Throw in cornerback Cary Williams signing with Philadelphia, the Anquan Boldin trade to San Francisco, Ray Lewis’ retirement and Ed Reed’s expected departure via free agency and, well, the Ravens are kaput. Right?
Not so fast. The Ravens under General Manager Ozzie Newsome are a classic example of a franchise that’s built on something more solid than a transaction that leads SportsCenter during the first week of March. They don’t feed on 27-year-old household names from other teams. They pick 22-year-olds and make them household names.
In 1997, the Ravens signed Priest Holmes as an undrafted rookie. In 2002, they did the same thing with Bart Scott. Heck, Ellerbe was undrafted himself.
In 2000, linebacker Adalius Thomas was a no-name sixth-round pick. In 2007, he was one of the hottest tickets in free agency.
The Ravens also take advantage of compensatory picks as well as, if not better than, any other team in the league. Of course, no one gets excited about compensatory picks. There’s no “Compensatory Picks Countdown!” or “Compensatory Picks Tracker!”
But compensatory picks, which are positioned from Rounds 3-7, are a big deal behind the scenes. Teams can get up to four of them per year based on a complex formula that determines the value of players lost and acquired via free agency.

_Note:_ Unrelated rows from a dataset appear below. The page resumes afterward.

mod error;
mod terminal_ui;

pub use error::UiError;
pub use terminal_ui::{screen_resolution, TerminalUi};
use std::{borrow::Cow, error::Error, fmt::Display};

#[derive(Debug)]
pub enum UiError {
    IOError(std::io::Error),
    TerminalTooSmall { cols: u16, rows: u16 },
}

impl Display for UiError {
    fn fmt(&self, f: &mut std::fmt::Formatter<'_>) -> std::fmt::Result {
        let msg = match self {
            Self::IOError(error) => Cow::from(format!("terminal error: {error}")),
            Self::TerminalTooSmall { cols, rows } => {
                Cow::from(format!("terminal of {cols}x{rows} is too small to draw targets on"))
            }
        };

        write!(f, "{}", msg)
    }
}

impl Error for UiError {
    fn source(&self) -> Option<&(dyn Error + 'static)> {
        match self {
            Self::IOError(error) => Some(error),
            Self::TerminalTooSmall { .. } => None,
        }
    }
}

impl From<std::io::Error> for UiError {
    fn from(value: std::io::Error) -> Self {
        Self::IOError(value)
    }
}
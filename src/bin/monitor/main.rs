mod gui;

use std::{error::Error, process::ExitCode, sync::Arc};

use clap::Parser;
use tracker_validation::{
    args::MonitorArgs,
    collector::{Collector, SourceContext},
    config::TrackerConfig,
    gui::screen_resolution,
    position_store::PositionStore,
};

use gui::engage_gui;

fn main() -> ExitCode {
    env_logger::init();
    match run() {
        Ok(()) => ExitCode::SUCCESS,
        Err(e) => {
            eprintln!("Error: {e}");
            ExitCode::FAILURE
        }
    }
}

fn run() -> Result<(), Box<dyn Error>> {
    let args = MonitorArgs::parse();

    let mut tracker_config = TrackerConfig::default();
    if let Some(address) = args.tracker.address {
        tracker_config.address = address;
    }
    if let Some(port) = args.tracker.port {
        tracker_config.port = port;
    }

    let resolution = screen_resolution()?;
    let gaze = Arc::new(PositionStore::new());
    let pointer = Arc::new(PositionStore::new());
    let context = SourceContext {
        resolution,
        pointer: Arc::clone(&pointer),
    };

    let mut collector = Collector::create(args.system, &tracker_config, context, gaze.clone())?;
    collector.run();

    let res = engage_gui(gaze, pointer, resolution);

    collector.stop()?;
    res
}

This year, the Ravens, naturally, have four compensatory picks, raising their total to an NFL-high 37 since 1996. This year, they get a fourth-rounder for losing Ben Grubbs, a fifth-rounder for Jarrett Johnson, a sixth-rounder for Cory Redding and a seventh-rounder for Tom Zbikowski. None of those four players was needed to win Super Bowl XLVII.
Compensatory picks can’t be traded, but they do provide the power to trade other picks. The extra picks also prevent teams from having to reach to fill a need.
They also unearth some gems. In 2003, the Ravens used a fourth-rounder on fullback Ovie Mughelli, who became a Pro Bowler. In 2007, they used another fourth-rounder on another fullback, Le’Ron McClain, who became yet another Pro Bowler.
Quarterback Derek Anderson, who made the Pro Bowl in Cleveland, was a sixth-round compensatory pick of the Ravens in 2005. Guard Edwin Mulitalo, an eight-year starter for the Ravens, was a fourth-round compensatory pick in 1999.
“When somebody gives you an extra draft pick, and you can turn it into another young body, that’s an advantage you can’t ignore,” Newsome said years ago. “Those compensatory choices, believe me, are more important than people realize.”
Mike Vrabel and Hines Ward joined the Steelers as compensatory picks. Matt Hasselbeck, Scott Wells, Pierre Garcon, Antoine Bethea and Marques Colston all were compensatory picks.
Of course, you still need someone qualified enough to make those late-round picks. A perfect example came in 2000.
With the 183rd pick of that year’s draft, the Browns selected quarterback Spergon Wynn with a regular sixth-round pick. Sixteen picks later, the Patriots used one of their compensatory picks on another quarterback. His name was Tom Brady.